MILANO – Secondo fonti investigative è “un’ipotesi concreta” quella che Alexander Adarich sia stato ucciso e non che sia morto precipitando dalla finestra del B&B di via Nerino a Milano lo scorso 23 gennaio.
Saranno analizzate le telecamere di sorveglianza per incrociare in particolare i tempi che vedono prima entrare il 54enne nel condominio del centro di Milano che ospita la guest house prenotata dal 22 al 24 gennaio da una seconda persona e alcune ore dopo uscire due soggetti, allo stato non identificati. Non è ancora chiaro se queste due persone escano prima della morte di Adarich ma l’ipotesi omicidio sarebbe suffragata anche dalla presenza di quelli che sembrano segni di violenza in faccia e sul corpo precedenti alla caduta e forse compatibili con uno strangolamento, anche se ambienti investigativi invitano alla cautela trattandosi di lesioni sul corpo di un uomo precipitato da un’altezza di 15-16 metri.

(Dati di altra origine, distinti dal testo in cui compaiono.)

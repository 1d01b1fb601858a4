use std::sync::Arc;

use async_trait::async_trait;
use fractic_server_error::ServerError;

use crate::{
    data::repositories::payments_repository_impl::PaymentsRepositoryImpl,
    domain::{
        logic::payment_text_parser::PaymentTextParser,
        repositories::payments_repository::PaymentsRepository,
    },
    entities::{InboundMessage, NewPaymentRecord, PaymentRecord},
};

#[async_trait]
pub trait IngestPaymentUsecase: Send + Sync {
    /// Parses the message text and stores the payment it describes. Returns
    /// `None`, without touching the store, when the text is not a complete
    /// payment notification.
    async fn ingest(&self, message: &InboundMessage)
        -> Result<Option<PaymentRecord>, ServerError>;
}

pub(crate) struct IngestPaymentUsecaseImpl<
    R1 = PaymentsRepositoryImpl, // Default.
> where
    R1: PaymentsRepository,
{
    payments_repository: Arc<R1>,
    parser: PaymentTextParser,
}

#[async_trait]
impl<R1> IngestPaymentUsecase for IngestPaymentUsecaseImpl<R1>
where
    R1: PaymentsRepository,
{
    async fn ingest(
        &self,
        message: &InboundMessage,
    ) -> Result<Option<PaymentRecord>, ServerError> {
        let Some(payment) = self.parser.parse(&message.text) else {
            return Ok(None);
        };
        let record = self.payments_repository.append(NewPaymentRecord {
            source_chat_id: message.chat_id,
            source_message_id: message.message_id,
            payment,
            raw_text: message.text.clone(),
        })?;
        Ok(Some(record))
    }
}

impl<R1: PaymentsRepository> IngestPaymentUsecaseImpl<R1> {
    pub(crate) fn new(payments_repository: Arc<R1>, parser: PaymentTextParser) -> Self {
        IngestPaymentUsecaseImpl {
            payments_repository,
            parser,
        }
    }
}

#[cfg(test)]
mod tests {
    use chrono::NaiveDate;
    use iso_currency::Currency;

    use super::*;
    use crate::entities::{ChatId, MessageId};

    const USD_TEXT: &str = "Received  26.00 USD from POV TEAB,Wing Bank (Cambodia) Plc by KHQR,on 11-Dec-2025 03:46PM, at SNC shop by SN  (Hash. b818c4e3).";

    fn usecase() -> (Arc<PaymentsRepositoryImpl>, IngestPaymentUsecaseImpl) {
        let repo = Arc::new(PaymentsRepositoryImpl::open_in_memory().unwrap());
        let usecase = IngestPaymentUsecaseImpl::new(repo.clone(), PaymentTextParser::default());
        (repo, usecase)
    }

    #[tokio::test]
    async fn stores_parsed_payment_with_raw_text() {
        let (repo, usecase) = usecase();
        let message = InboundMessage::new(ChatId(-100), MessageId(7), USD_TEXT);
        let record = usecase.ingest(&message).await.unwrap().unwrap();
        assert_eq!(record.amount, 26.0);
        assert_eq!(record.currency, Currency::USD);
        assert_eq!(record.source_chat_id, ChatId(-100));
        assert_eq!(record.source_message_id, MessageId(7));
        assert_eq!(record.raw_text, USD_TEXT);

        let stored = repo
            .query_by_date(NaiveDate::from_ymd_opt(2025, 12, 11).unwrap())
            .unwrap();
        assert_eq!(stored, vec![record]);
    }

    #[tokio::test]
    async fn partial_match_stores_nothing() {
        let (repo, usecase) = usecase();
        let message = InboundMessage::new(
            ChatId(-100),
            MessageId(8),
            "Received 26.00 USD from POV TEAB, date unknown",
        );
        assert_eq!(usecase.ingest(&message).await.unwrap(), None);
        assert_eq!(repo.count().unwrap(), 0);
    }
}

Gli investigatori della squadra mobile hanno ricevuto una delega dal pm Rosario Ferracane e dal Procuratore Marcello Viola per individuare anche all’estero i familiari del banchiere ucraino prima che la prossima settimana venga disposta l’autopsia di cui saranno avvisati e potranno partecipare con i propri legali e consulenti.
La Procura non ha ancora deciso se chiedere rogatorie e collaborazione giudiziaria con l’estero per ricostruire affari, patrimonio ed eventuali interessi in Italia di Adarich. Di certo, tra le anomalie più evidenti che vengono sottolineate, il mancato ritrovamento di cellulari e computer a lui riconducibili durante un viaggio in Italia e la presenza di più documenti d’identità di tipo differente.